Abstract: SA-PO108
miR-214 Promotes Mitochondrial Fragmentation and Cellular Apoptosis by Targeting MFN2 in ATP-Depleted Renal Proximal Tubular Cells
Session Information
- AKI: Mechanisms - Primary Injury and Repair - II
November 09, 2019 | Location: Exhibit Hall, Walter E. Washington Convention Center
Abstract Time: 10:00 AM - 12:00 PM
Category: Acute Kidney Injury
- 103 AKI: Mechanisms
Authors
- Yan, Yu, Augusta University, Augusta, Georgia, United States
- Dong, Zheng, Medical College of Georgia, Augusta, Georgia, United States
Background
Mitochondria injury is a pathological factor for AKI by promoting cell apoptosis. microRNAs have been reported to play important regulatory roles in AKI. However, microRNA associated with mitochondrial injuries are poorly understood.
Methods
Azide-induced ATP-depletion model to study AKI in renal proximal tubular cells (RPTCs) in vitro. The mRNA expressions of miR-214 were detected by RT-qPCR .The protein levels of MFN2,β-actin and cleaved-caspase3 were determined by western blot, then analysis by image J. The mitochondria morphology was detected by confocal microscope.
Results
We found that miR-214 level was upregulated after azide treatment and reperfusion in RPTCs, while MFN2 protein level was reduced.

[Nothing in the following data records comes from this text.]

//! Config command - manage configuration.

use std::fs;
use std::path::{Path, PathBuf};

use clap::{Args, Subcommand};
use console::style;
use serde_json::Value;

use ibmetrics_core::IbmConfig;

/// Arguments for the config command.
#[derive(Args)]
pub struct ConfigArgs {
    #[command(subcommand)]
    command: ConfigCommand,
}

#[derive(Subcommand)]
enum ConfigCommand {
    /// Show current configuration
    Show,

    /// Initialize a new configuration file
    Init(InitArgs),

    /// Get a specific configuration value
    Get {
        /// Configuration key (e.g., "tabular.min_metrics")
        key: String,
    },

    /// Set a configuration value
    Set {
        /// Configuration key
        key: String,
        /// New value (JSON, or a plain string)
        value: String,
    },

    /// Show configuration file path
    Path,
}

#[derive(Args)]
struct InitArgs {
    /// Output path for configuration file
    #[arg(short, long)]
    output: Option<PathBuf>,

    /// Overwrite existing file
    #[arg(long)]
    force: bool,
}

pub async fn run(args: ConfigArgs) -> anyhow::Result<()> {
    let path = default_config_path();
    match args.command {
        ConfigCommand::Show => show_config(&path),
        ConfigCommand::Init(init_args) => init_config(init_args, &path),
        ConfigCommand::Get { key } => get_config(&path, &key),
        ConfigCommand::Set { key, value } => set_config(&path, &key, &value),
        ConfigCommand::Path => show_path(&path),
    }
}

fn default_config_path() -> PathBuf {
    dirs::config_dir()
        .unwrap_or_else(|| PathBuf::from("."))
        .join("ibmetrics")
        .join("config.json")
}

fn load_or_default(path: &Path) -> anyhow::Result<IbmConfig> {
    if path.exists() {
        Ok(IbmConfig::from_file(path)?)
    } else {
        Ok(IbmConfig::default())
    }
}

/// Follow a dotted key through nested objects.
fn lookup<'a>(json: &'a Value, key: &str) -> Option<&'a Value> {
    key.split('.').try_fold(json, |current, part| current.get(part))
}

/// Replace the value at a dotted key. The key must already exist, so typos
/// are rejected instead of silently ignored on load.
fn assign(json: &mut Value, key: &str, value: Value) -> anyhow::Result<()> {
    let (parent, last) = match key.rsplit_once('.') {
        Some((parent, last)) => (Some(parent), last),
        None => (None, key),
    };

    let mut current = json;
    if let Some(parent) = parent {
        for part in parent.split('.') {
            current = current
                .get_mut(part)
                .ok_or_else(|| anyhow::anyhow!("Configuration path not found: {}", key))?;
        }
    }

    let obj = current
        .as_object_mut()
        .ok_or_else(|| anyhow::anyhow!("Cannot set value at non-object path: {}", key))?;
    if !obj.contains_key(last) {
        anyhow::bail!("Configuration key not found: {}", key);
    }
    obj.insert(last.to_string(), value);
    Ok(())
}

fn show_config(path: &Path) -> anyhow::Result<()> {
    if !path.exists() {
        println!(
            "{} No config file found, showing defaults.",
            style("ℹ").blue()
        );
    }
    let config = load_or_default(path)?;
    println!("{}", serde_json::to_string_pretty(&config)?);
    Ok(())
}

fn init_config(args: InitArgs, default_path: &Path) -> anyhow::Result<()> {
    let output_path = args.output.unwrap_or_else(|| default_path.to_path_buf());

    if output_path.exists() && !args.force {
        anyhow::bail!(
            "Config file already exists at {}. Use --force to overwrite.",
            output_path.display()
        );
    }

    if let Some(parent) = output_path.parent() {
        fs::create_dir_all(parent)?;
    }
    IbmConfig::default().save(&output_path)?;

    println!(
        "{} Created configuration file at {}",
        style("✓").green(),
        output_path.display()
    );
    Ok(())
}

fn get_config(path: &Path, key: &str) -> anyhow::Result<()> {
    let json = serde_json::to_value(load_or_default(path)?)?;
    let value =
        lookup(&json, key).ok_or_else(|| anyhow::anyhow!("Configuration key not found: {}", key))?;
    println!("{}", serde_json::to_string_pretty(value)?);
    Ok(())
}

fn set_config(path: &Path, key: &str, value: &str) -> anyhow::Result<()> {
    let parsed: Value =
        serde_json::from_str(value).unwrap_or_else(|_| Value::String(value.to_string()));

    let mut json = serde_json::to_value(load_or_default(path)?)?;
    assign(&mut json, key, parsed.clone())?;
    let config: IbmConfig = serde_json::from_value(json)?;
    config.validate()?;

    if let Some(parent) = path.parent() {
        fs::create_dir_all(parent)?;
    }
    config.save(path)?;

    println!(
        "{} Set {} = {}",
        style("✓").green(),
        key,
        serde_json::to_string(&parsed)?
    );
    Ok(())
}

fn show_path(path: &Path) -> anyhow::Result<()> {
    println!("Configuration file: {}", path.display());

    if path.exists() {
        println!("Status: {}", style("exists").green());
    } else {
        println!("Status: {}", style("not created").yellow());
        println!();
        println!("Run 'ibmetrics config init' to create a configuration file.");
    }
    Ok(())
}
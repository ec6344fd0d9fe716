//! Reporting period and month-name helpers.

use std::fmt;

use chrono::Month;
use serde::{Deserialize, Serialize};

use crate::error::ExtractionError;

/// Earliest supported reporting year.
pub const MIN_YEAR: i32 = 2015;
/// Latest supported reporting year.
pub const MAX_YEAR: i32 = 2030;

/// Month abbreviations as they appear in the brokerage report header.
pub const MONTH_ABBREVIATIONS: [&str; 12] = [
    "Jan", "Feb", "Mar", "Apr", "May", "Jun", "Jul", "Aug", "Sep", "Oct", "Nov", "Dec",
];

/// The (year, month) pair an extraction run is scoped to.
#[derive(Debug, Clone, Copy, PartialEq, Eq, PartialOrd, Ord, Hash, Serialize, Deserialize)]
pub struct TargetPeriod {
    year: i32,
    month: u32,
}

impl TargetPeriod {
    /// Create a validated period.
    pub fn new(year: i32, month: u32) -> Result<Self, ExtractionError> {
        if !(MIN_YEAR..=MAX_YEAR).contains(&year) {
            return Err(ExtractionError::InvalidPeriod(format!(
                "year must be between {} and {}, got {}",
                MIN_YEAR, MAX_YEAR, year
            )));
        }
        if !(1..=12).contains(&month) {
            return Err(ExtractionError::InvalidPeriod(format!(
                "month must be between 1 and 12, got {}",
                month
            )));
        }
        Ok(Self { year, month })
    }

    /// Parse a `YYYYMM` hint. Returns `None` for anything that is not exactly
    /// six ASCII digits describing a supported period.
    pub fn from_hint(hint: &str) -> Option<Self> {
        if hint.len() != 6 || !hint.bytes().all(|b| b.is_ascii_digit()) {
            return None;
        }
        let year: i32 = hint[..4].parse().ok()?;
        let month: u32 = hint[4..].parse().ok()?;
        Self::new(year, month).ok()
    }

    pub fn year(&self) -> i32 {
        self.year
    }

    pub fn month(&self) -> u32 {
        self.month
    }

    /// Three-letter abbreviation used in the report header (`Jan`..`Dec`).
    pub fn abbreviation(&self) -> &'static str {
        MONTH_ABBREVIATIONS[self.column_index()]
    }

    /// Zero-based month column (Jan = 0).
    pub fn column_index(&self) -> usize {
        (self.month - 1) as usize
    }

    /// Compact `YYYYMM` form used in file names.
    pub fn hint(&self) -> String {
        format!("{}{:02}", self.year, self.month)
    }
}

impl fmt::Display for TargetPeriod {
    fn fmt(&self, f: &mut fmt::Formatter<'_>) -> fmt::Result {
        write!(f, "{}-{:02}", self.year, self.month)
    }
}

/// Resolve a full month name or a three-letter abbreviation (any case) to 1..=12.
pub fn month_from_name(name: &str) -> Option<u32> {
    name.parse::<Month>().ok().map(|m| m.number_from_month())
}

/// Month number of a header token such as `Aug`, `AUG`, `Aug-25` or `August`.
///
/// Only the leading alphabetic run is considered, so `Margin` does not count
/// as `Mar`.
pub fn month_in_token(token: &str) -> Option<u32> {
    let alpha: String = token
        .trim_start_matches(|c: char| !c.is_alphabetic())
        .chars()
        .take_while(|c| c.is_alphabetic())
        .collect();
    if alpha.len() < 3 {
        return None;
    }
    month_from_name(&alpha)
}

/// Whether a whitespace token is the header label for `abbreviation`.
pub fn token_is_month(token: &str, abbreviation: &str) -> bool {
    match (month_in_token(token), month_from_name(abbreviation)) {
        (Some(found), Some(wanted)) => found == wanted,
        _ => false,
    }
}

/// Month numbers of the header tokens in a line, in order of appearance.
pub fn months_in_line(line: &str) -> Vec<u32> {
    line.split_whitespace().filter_map(month_in_token).collect()
}
//! Paxos consensus engine.
//!
//! Every node plays proposer, acceptor and learner. Consensus runs per key:
//! each key is an independent single-value register rather than a slot in a
//! replicated log.

use async_trait::async_trait;

use crate::error::KvError;

pub mod acceptor;
pub mod cluster;
pub mod learner;
pub mod liveness;
pub mod node;
pub mod operation;
pub mod proposal;
pub mod quorum;

pub use cluster::{Cluster, LocalPeer};
pub use node::Node;
pub use operation::{OpKind, Operation};
pub use proposal::{ProposalId, ProposalIdGenerator};

pub type NodeId = u64;

/// Deterministic apply step run by a learner once a proposal reaches quorum.
pub trait StateMachine: Send + 'static {
    fn apply(&mut self, operation: &Operation) -> bool;
    fn get(&self, key: &str) -> Option<String>;
    fn contains_key(&self, key: &str) -> bool {
        self.get(key).is_some()
    }
}

/// Consensus calls one node makes on another.
///
/// `prepare` returns `None` when the target is marked down. Transport
/// failures surface as errors; callers treat both as an abstention.
#[async_trait]
pub trait Peer: Send + Sync {
    fn id(&self) -> NodeId;

    async fn prepare(&self, id: ProposalId, operation: Operation) -> Result<Option<bool>, KvError>;

    async fn accept(&self, id: ProposalId, operation: Operation) -> Result<(), KvError>;

    async fn learn(&self, id: ProposalId, operation: Operation) -> Result<(), KvError>;
}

Overexpression of miR-214 by transfection decreased MFN2 protein level. The inhibition of miR-214 by anti-miR-214 LNA reduced the decrease in MFN2 and induced by ATP depletion, and the percentage of RPTCs with fragmented mitochondria were decreased as well. The number of apoptotic cells and the increase in cleaved-caspase 3 expression induced by azide treatment in RPTCs were reduced by anti-miR-214 LNA transfection. On the contrary, overexpression of miR-214 increased apoptosis and cleaved-caspase 3 expression in ATP-depleted RPTCs.
Conclusion
These results suggest that miR-214 upregulation promotes mitochondrial fragmentation and cellular apoptosis by downregulating MFN2 expression and inhibition of miR-214 ameliorates mitochondrial fragmentation and reduces cellular apoptosis by upregulating MFN expression in ATP-depleted RPTCs. Targeting miR-214 could show potentially therapeutic effect in AKI.
Funding
- NIDDK Support